Methods and Limitations

Methodology

The U.S. Renal Data System (USRDS) is a surveillance system for End-Stage Renal Disease (ESRD) funded by the National Institute of Diabetes and Digestive and Kidney Diseases of the National Institutes of Health. USRDS collects, analyzes, and distributes information from clinical and claims data reports to the Centers for Medicare and Medicaid Services (CMS) regarding patients being treated for ESRD. CMS reimburses most of the total cost of ESRD treatment in the United States, supplies most of the data used by USRDS, and provides expertise on data management.1

We defined ESRD-DM incidence as cases initiating treatment for ESRD (dialysis or kidney transplantation) and having diabetes listed as the primary cause of renal failure. Rates were calculated using two population estimates: 1) the resident U.S. population from the Census, and 2) the number of U.S. residents with diabetes obtained from the weighted sample of the civilian noninstitutionalized population in the National Health Interview Survey (NHIS).2 Three-year moving averages were used to improve the precision of the estimated population with diabetes, and incidence was age-adjusted on the basis of the 2000 U.S. standard population.

Data Limitations

The USRDS dataset is a living record of ESRD care in the United States, and is continually updated with new information on the ESRD population. Delays in the reporting of data account for the changes in the reported counts of incident patients from year-to-year as late information is added to the USRDS dataset.

Ascertainment of incident cases is incomplete because the data are for persons receiving ESRD treatment as reported to CMS and do not include patients who die of ESRD before receiving treatment and those who are not reported to CMS. Because the incidence of ESRD-DM was defined in terms of initiation of ESRD treatment, changes in incidence may have been due to changes in factors other than disease incidence. These include changes in treatment and care practices, greater recognition of the etiologic role of diabetes in ESRD, better access to ESRD treatment or acceptance of treatment, or a combination of these factors.3

In 1996, the NHIS estimate of the number of U.S. residents with diabetes was unusually low. Relative to 1995, the 1996 NHIS sample size was reduced by approximately 25% in the first and second quarters and by approximately 50% in the third and fourth quarters. Beginning in 1997, the NHIS survey methodology was changed;4 instead of asking a one-sixth subsample of respondents whether during the preceding 12 months a family member had diabetes, all sampled adult respondents were asked whether a health professional had ever told them they had diabetes. The low estimate in 1996 and the survey redesign in 1997 resulted in a large increase in the estimated number of people with diagnosed diabetes between 1996 and 1997.

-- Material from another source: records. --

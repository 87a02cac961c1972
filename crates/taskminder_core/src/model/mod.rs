//! Task domain model.
//!
//! # Responsibility
//! - Define canonical data structures used by the store client and the
//!   reminder coordinator.
//! - Keep user input (`NewTask`, `TaskEdit`, `EditSession`) separate from
//!   service-confirmed records (`Task`).
//!
//! # Invariants
//! - Every `Task` carries a service-assigned `TaskId`.
//! - Task text fields are validated before any persistence call.

pub mod edit;
pub mod task;
pub mod views;
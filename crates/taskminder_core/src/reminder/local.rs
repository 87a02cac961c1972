//! In-process reminder scheduler.
//!
//! # Responsibility
//! - Keep pending reminders in memory and deliver them once due.
//! - Let the presentation layer register delivery handlers explicitly.
//!
//! # Invariants
//! - A delivered or cancelled reminder is never delivered again.
//! - Handlers run outside the internal lock, so a handler may call back
//!   into the scheduler.
//! - Dropping a `DeliverySubscription` unregisters its handler.

use crate::reminder::scheduler::{
    PermissionStatus, ReminderContent, ReminderHandle, ReminderScheduler, SchedulerError,
    SchedulerResult,
};
use chrono::{DateTime, Utc};
use log::{debug, info};
use std::collections::BTreeMap;
use std::sync::{Arc, Mutex, MutexGuard, Weak};
use uuid::Uuid;

type DeliveryHandler = Arc<dyn Fn(&DeliveredReminder) + Send + Sync>;

/// Reminder handed to delivery handlers.
#[derive(Debug, Clone, PartialEq, Eq)]
pub struct DeliveredReminder {
    pub handle: ReminderHandle,
    pub content: ReminderContent,
    pub fire_at: DateTime<Utc>,
}

#[derive(Debug, Clone)]
struct PendingReminder {
    content: ReminderContent,
    fire_at: DateTime<Utc>,
}

struct LocalState {
    permission: PermissionStatus,
    pending: BTreeMap<ReminderHandle, PendingReminder>,
    handlers: BTreeMap<u64, DeliveryHandler>,
    next_handler_id: u64,
}

/// Shared, cloneable in-memory scheduler.
///
/// Clones share state: the coordinator owns one clone while the
/// presentation layer keeps another to subscribe and drive delivery.
#[derive(Clone)]
pub struct LocalScheduler {
    inner: Arc<Mutex<LocalState>>,
}

impl Default for LocalScheduler {
    fn default() -> Self {
        Self::new()
    }
}

impl LocalScheduler {
    /// Creates a scheduler that grants notification permission.
    pub fn new() -> Self {
        Self::with_permission(PermissionStatus::Granted)
    }

    pub fn with_permission(permission: PermissionStatus) -> Self {
        Self {
            inner: Arc::new(Mutex::new(LocalState {
                permission,
                pending: BTreeMap::new(),
                handlers: BTreeMap::new(),
                next_handler_id: 0,
            })),
        }
    }

    /// Changes the answer returned by future permission requests.
    pub fn set_permission(&self, permission: PermissionStatus) -> SchedulerResult<()> {
        self.lock()?.permission = permission;
        Ok(())
    }

    /// Registers a delivery handler for as long as the returned guard lives.
    pub fn subscribe(
        &self,
        handler: impl Fn(&DeliveredReminder) + Send + Sync + 'static,
    ) -> SchedulerResult<DeliverySubscription> {
        let mut state = self.lock()?;
        let id = state.next_handler_id;
        state.next_handler_id += 1;
        state.handlers.insert(id, Arc::new(handler));
        debug!("event=delivery_subscribe module=reminder status=ok subscription_id={id}");

        Ok(DeliverySubscription {
            inner: Arc::downgrade(&self.inner),
            id,
        })
    }

    /// Returns pending reminders ordered by handle.
    pub fn pending(&self) -> SchedulerResult<Vec<DeliveredReminder>> {
        let state = self.lock()?;
        Ok(state
            .pending
            .iter()
            .map(|(handle, pending)| DeliveredReminder {
                handle: handle.clone(),
                content: pending.content.clone(),
                fire_at: pending.fire_at,
            })
            .collect())
    }

    /// Delivers every pending reminder with `fire_at <= now`.
    ///
    /// Reminders are removed from the pending set before handlers run and
    /// are delivered in fire-time order.
    pub fn fire_due(&self, now: DateTime<Utc>) -> SchedulerResult<Vec<DeliveredReminder>> {
        let (mut delivered, handlers) = {
            let mut state = self.lock()?;
            let due: Vec<ReminderHandle> = state
                .pending
                .iter()
                .filter(|(_, pending)| pending.fire_at <= now)
                .map(|(handle, _)| handle.clone())
                .collect();

            let mut delivered = Vec::with_capacity(due.len());
            for handle in due {
                if let Some(pending) = state.pending.remove(&handle) {
                    delivered.push(DeliveredReminder {
                        handle,
                        content: pending.content,
                        fire_at: pending.fire_at,
                    });
                }
            }
            let handlers: Vec<DeliveryHandler> = state.handlers.values().cloned().collect();
            (delivered, handlers)
        };

        delivered.sort_by(|a, b| a.fire_at.cmp(&b.fire_at));
        for reminder in &delivered {
            info!(
                "event=reminder_fire module=reminder status=ok task_id={} handlers={}",
                reminder.content.task_id,
                handlers.len()
            );
            for handler in &handlers {
                handler(reminder);
            }
        }

        Ok(delivered)
    }

    fn lock(&self) -> SchedulerResult<MutexGuard<'_, LocalState>> {
        self.inner
            .lock()
            .map_err(|_| SchedulerError::Unavailable("local scheduler lock poisoned".to_string()))
    }
}

impl ReminderScheduler for LocalScheduler {
    fn request_permission(&self) -> SchedulerResult<PermissionStatus> {
        Ok(self.lock()?.permission)
    }

    fn schedule(
        &self,
        content: &ReminderContent,
        fire_at: DateTime<Utc>,
    ) -> SchedulerResult<ReminderHandle> {
        let mut state = self.lock()?;
        if state.permission == PermissionStatus::Denied {
            return Err(SchedulerError::Rejected(
                "notification permission not granted".to_string(),
            ));
        }

        let handle = ReminderHandle::new(Uuid::new_v4().to_string());
        state.pending.insert(
            handle.clone(),
            PendingReminder {
                content: content.clone(),
                fire_at,
            },
        );
        Ok(handle)
    }

    fn cancel(&self, handle: &ReminderHandle) -> SchedulerResult<()> {
        self.lock()?.pending.remove(handle);
        Ok(())
    }

    fn list_pending(&self) -> SchedulerResult<Vec<ReminderHandle>> {
        Ok(self.lock()?.pending.keys().cloned().collect())
    }
}

/// Registration guard returned by `LocalScheduler::subscribe`.
///
/// Drop it (or call `unsubscribe`) to stop receiving deliveries.
pub struct DeliverySubscription {
    inner: Weak<Mutex<LocalState>>,
    id: u64,
}

impl DeliverySubscription {
    pub fn unsubscribe(self) {}
}

impl Drop for DeliverySubscription {
    fn drop(&mut self) {
        let Some(inner) = self.inner.upgrade() else {
            return;
        };
        let mut state = match inner.lock() {
            Ok(state) => state,
            Err(poisoned) => poisoned.into_inner(),
        };
        state.handlers.remove(&self.id);
        debug!(
            "event=delivery_unsubscribe module=reminder status=ok subscription_id={}",
            self.id
        );
    }
}

#[cfg(test)]
mod tests {
    use super::LocalScheduler;
    use crate::model::task::TaskId;
    use crate::reminder::scheduler::{
        PermissionStatus, ReminderContent, ReminderScheduler, SchedulerError,
    };
    use chrono::{Duration, TimeZone, Utc};
    use std::sync::{Arc, Mutex};

    fn content(id: i64) -> ReminderContent {
        ReminderContent {
            task_id: TaskId::from(id),
            title: format!("task {id}"),
            body: "body".to_string(),
        }
    }

    #[test]
    fn fire_due_delivers_once_in_fire_order() {
        let scheduler = LocalScheduler::new();
        let base = Utc.with_ymd_and_hms(2026, 10, 19, 9, 0, 0).unwrap();
        scheduler.schedule(&content(2), base + Duration::minutes(20)).unwrap();
        scheduler.schedule(&content(1), base + Duration::minutes(10)).unwrap();
        scheduler.schedule(&content(3), base + Duration::hours(5)).unwrap();

        let seen = Arc::new(Mutex::new(Vec::new()));
        let sink = Arc::clone(&seen);
        let _subscription = scheduler
            .subscribe(move |reminder| {
                sink.lock().unwrap().push(reminder.content.task_id.to_string());
            })
            .unwrap();

        let delivered = scheduler.fire_due(base + Duration::hours(1)).unwrap();
        assert_eq!(delivered.len(), 2);
        assert_eq!(*seen.lock().unwrap(), ["1", "2"]);
        assert_eq!(scheduler.list_pending().unwrap().len(), 1);

        assert!(scheduler
            .fire_due(base + Duration::hours(1))
            .unwrap()
            .is_empty());
    }

    #[test]
    fn dropped_subscription_stops_receiving() {
        let scheduler = LocalScheduler::new();
        let now = Utc::now();
        let count = Arc::new(Mutex::new(0_u32));
        let sink = Arc::clone(&count);
        let subscription = scheduler
            .subscribe(move |_| *sink.lock().unwrap() += 1)
            .unwrap();

        scheduler.schedule(&content(1), now).unwrap();
        scheduler.fire_due(now).unwrap();
        subscription.unsubscribe();

        scheduler.schedule(&content(2), now).unwrap();
        scheduler.fire_due(now).unwrap();
        assert_eq!(*count.lock().unwrap(), 1);
    }

    #[test]
    fn cancel_removes_pending_and_ignores_unknown_handles() {
        let scheduler = LocalScheduler::new();
        let handle = scheduler.schedule(&content(1), Utc::now()).unwrap();

        scheduler.cancel(&handle).unwrap();
        scheduler.cancel(&handle).unwrap();
        assert!(scheduler.list_pending().unwrap().is_empty());
    }

    #[test]
    fn denied_permission_rejects_schedule() {
        let scheduler = LocalScheduler::with_permission(PermissionStatus::Denied);
        assert_eq!(
            scheduler.request_permission().unwrap(),
            PermissionStatus::Denied
        );
        let err = scheduler.schedule(&content(1), Utc::now()).unwrap_err();
        assert!(matches!(err, SchedulerError::Rejected(_)));
    }
}
//! Wall-clock source used to decide whether a due date is in the future.

use chrono::{DateTime, Utc};
use std::sync::Mutex;

/// Source of the current instant.
pub trait Clock {
    fn now(&self) -> DateTime<Utc>;
}

/// Reads the system clock.
#[derive(Debug, Clone, Copy, Default)]
pub struct SystemClock;

impl Clock for SystemClock {
    fn now(&self) -> DateTime<Utc> {
        Utc::now()
    }
}

/// Manually driven clock for tests and simulations.
#[derive(Debug)]
pub struct FixedClock {
    now: Mutex<DateTime<Utc>>,
}

impl FixedClock {
    pub fn new(now: DateTime<Utc>) -> Self {
        Self {
            now: Mutex::new(now),
        }
    }

    pub fn set(&self, now: DateTime<Utc>) {
        match self.now.lock() {
            Ok(mut guard) => *guard = now,
            Err(poisoned) => *poisoned.into_inner() = now,
        }
    }

    pub fn advance(&self, by: chrono::Duration) {
        let next = self.now() + by;
        self.set(next);
    }
}

impl Clock for FixedClock {
    fn now(&self) -> DateTime<Utc> {
        match self.now.lock() {
            Ok(guard) => *guard,
            Err(poisoned) => *poisoned.into_inner(),
        }
    }
}

impl<C: Clock + ?Sized> Clock for &C {
    fn now(&self) -> DateTime<Utc> {
        (**self).now()
    }
}

#[cfg(test)]
mod tests {
    use super::{Clock, FixedClock};
    use chrono::{Duration, TimeZone, Utc};

    #[test]
    fn fixed_clock_advances_on_demand() {
        let start = Utc.with_ymd_and_hms(2026, 10, 19, 8, 0, 0).unwrap();
        let clock = FixedClock::new(start);
        assert_eq!(clock.now(), start);

        clock.advance(Duration::minutes(90));
        assert_eq!(clock.now(), start + Duration::minutes(90));
    }
}
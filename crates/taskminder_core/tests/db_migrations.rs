use rusqlite::Connection;
use taskminder_core::db::migrations::latest_version;
use taskminder_core::db::{open_db, open_db_in_memory, DbError};

#[test]
fn in_memory_database_has_tasks_schema() {
    let conn = open_db_in_memory().unwrap();

    assert_eq!(schema_version(&conn), latest_version());
    assert_object_exists(&conn, "table", "tasks");
    assert_object_exists(&conn, "index", "idx_tasks_due_date");
}

#[test]
fn completion_flag_is_constrained_to_zero_or_one() {
    let conn = open_db_in_memory().unwrap();

    let result = conn.execute(
        "INSERT INTO tasks (title, description, due_date, is_completed)
         VALUES ('a', 'b', '2026-10-19T09:00:00.000000Z', 2);",
        [],
    );
    assert!(result.is_err());
}

#[test]
fn reopening_keeps_rows_and_schema_version() {
    let dir = tempfile::tempdir().unwrap();
    let path = dir.path().join("taskminder.db");

    let first = open_db(&path).unwrap();
    first
        .execute(
            "INSERT INTO tasks (title, description, due_date, is_completed)
             VALUES ('Pay rent', 'Monthly', '2026-10-19T09:00:00.000000Z', 0);",
            [],
        )
        .unwrap();
    drop(first);

    let second = open_db(&path).unwrap();
    assert_eq!(schema_version(&second), latest_version());
    let count: i64 = second
        .query_row("SELECT COUNT(*) FROM tasks;", [], |row| row.get(0))
        .unwrap();
    assert_eq!(count, 1);
}

#[test]
fn newer_schema_version_is_rejected() {
    let dir = tempfile::tempdir().unwrap();
    let path = dir.path().join("future.db");

    let conn = Connection::open(&path).unwrap();
    conn.execute_batch("PRAGMA user_version = 999;").unwrap();
    drop(conn);

    match open_db(&path).unwrap_err() {
        DbError::UnsupportedSchemaVersion {
            db_version,
            latest_supported,
        } => {
            assert_eq!(db_version, 999);
            assert_eq!(latest_supported, latest_version());
        }
        other => panic!("unexpected error: {other}"),
    }
}

fn schema_version(conn: &Connection) -> u32 {
    conn.query_row("PRAGMA user_version;", [], |row| row.get(0))
        .unwrap()
}

fn assert_object_exists(conn: &Connection, kind: &str, name: &str) {
    let exists: i64 = conn
        .query_row(
            "SELECT EXISTS(
                SELECT 1 FROM sqlite_master WHERE type = ?1 AND name = ?2
            );",
            [kind, name],
            |row| row.get(0),
        )
        .unwrap();
    assert_eq!(exists, 1, "{kind} {name} does not exist");
}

CMS began collecting Hispanic ethnicity data in 1995 and NHIS began collecting it in 1997. Therefore, for ESRD-DM incidence trends, race and ethnicity were considered independently. Persons who identified themselves as black or white might be Hispanic or non-Hispanic, and persons who identified themselves as Hispanic might be of any race.

NHIS underestimates the true prevalence of diabetes. Estimates from the National Health and Nutrition Examination Survey suggest that approximately 1 of 4 persons with diabetes are unaware they have diabetes because their diabetes has not been diagnosed.5

References

 

  1. United States Renal Data System. Available at http://www.usrds.org.*
  2. Botman SL, Moore TF, Moriarity CL, Parsons VL. Design and estimation for the National Health Interview Survey, 1995–2004.[PDF–299.35 MB] National Center for Health Statistics. Vital Health Stat 2000;2(130).
  3. Nelson RG, Knowler WC, Pettitt DJ, Bennett PH. Kidney diseases in diabetes. In: Diabetes in America. 2nd edition Harris MI, Cowie CC, Stern MP, Boyko EJ, Reiber GE, Bennett PH, editors. Washington, DC: US Department of Health and Human Services, National Institutes of Health; 1995. DHHS publication no. (NIH)95-1468; 361−366.
  4. Centers for Disease Control (CDC). 1997 National Health Interview Survey (NHIS) Public Use Data Release: NHIS Survey Description.[PDF–134.08 MB] Hyattsville, MD: US Department of Health and Human Services, 2000.
  5. Centers for Disease Control and Prevention. National Diabetes Statistics Report: Estimates of Diabetes and Its Burden in the United States, 2014. Atlanta, GA: US Department of Health and Human Services; 2014.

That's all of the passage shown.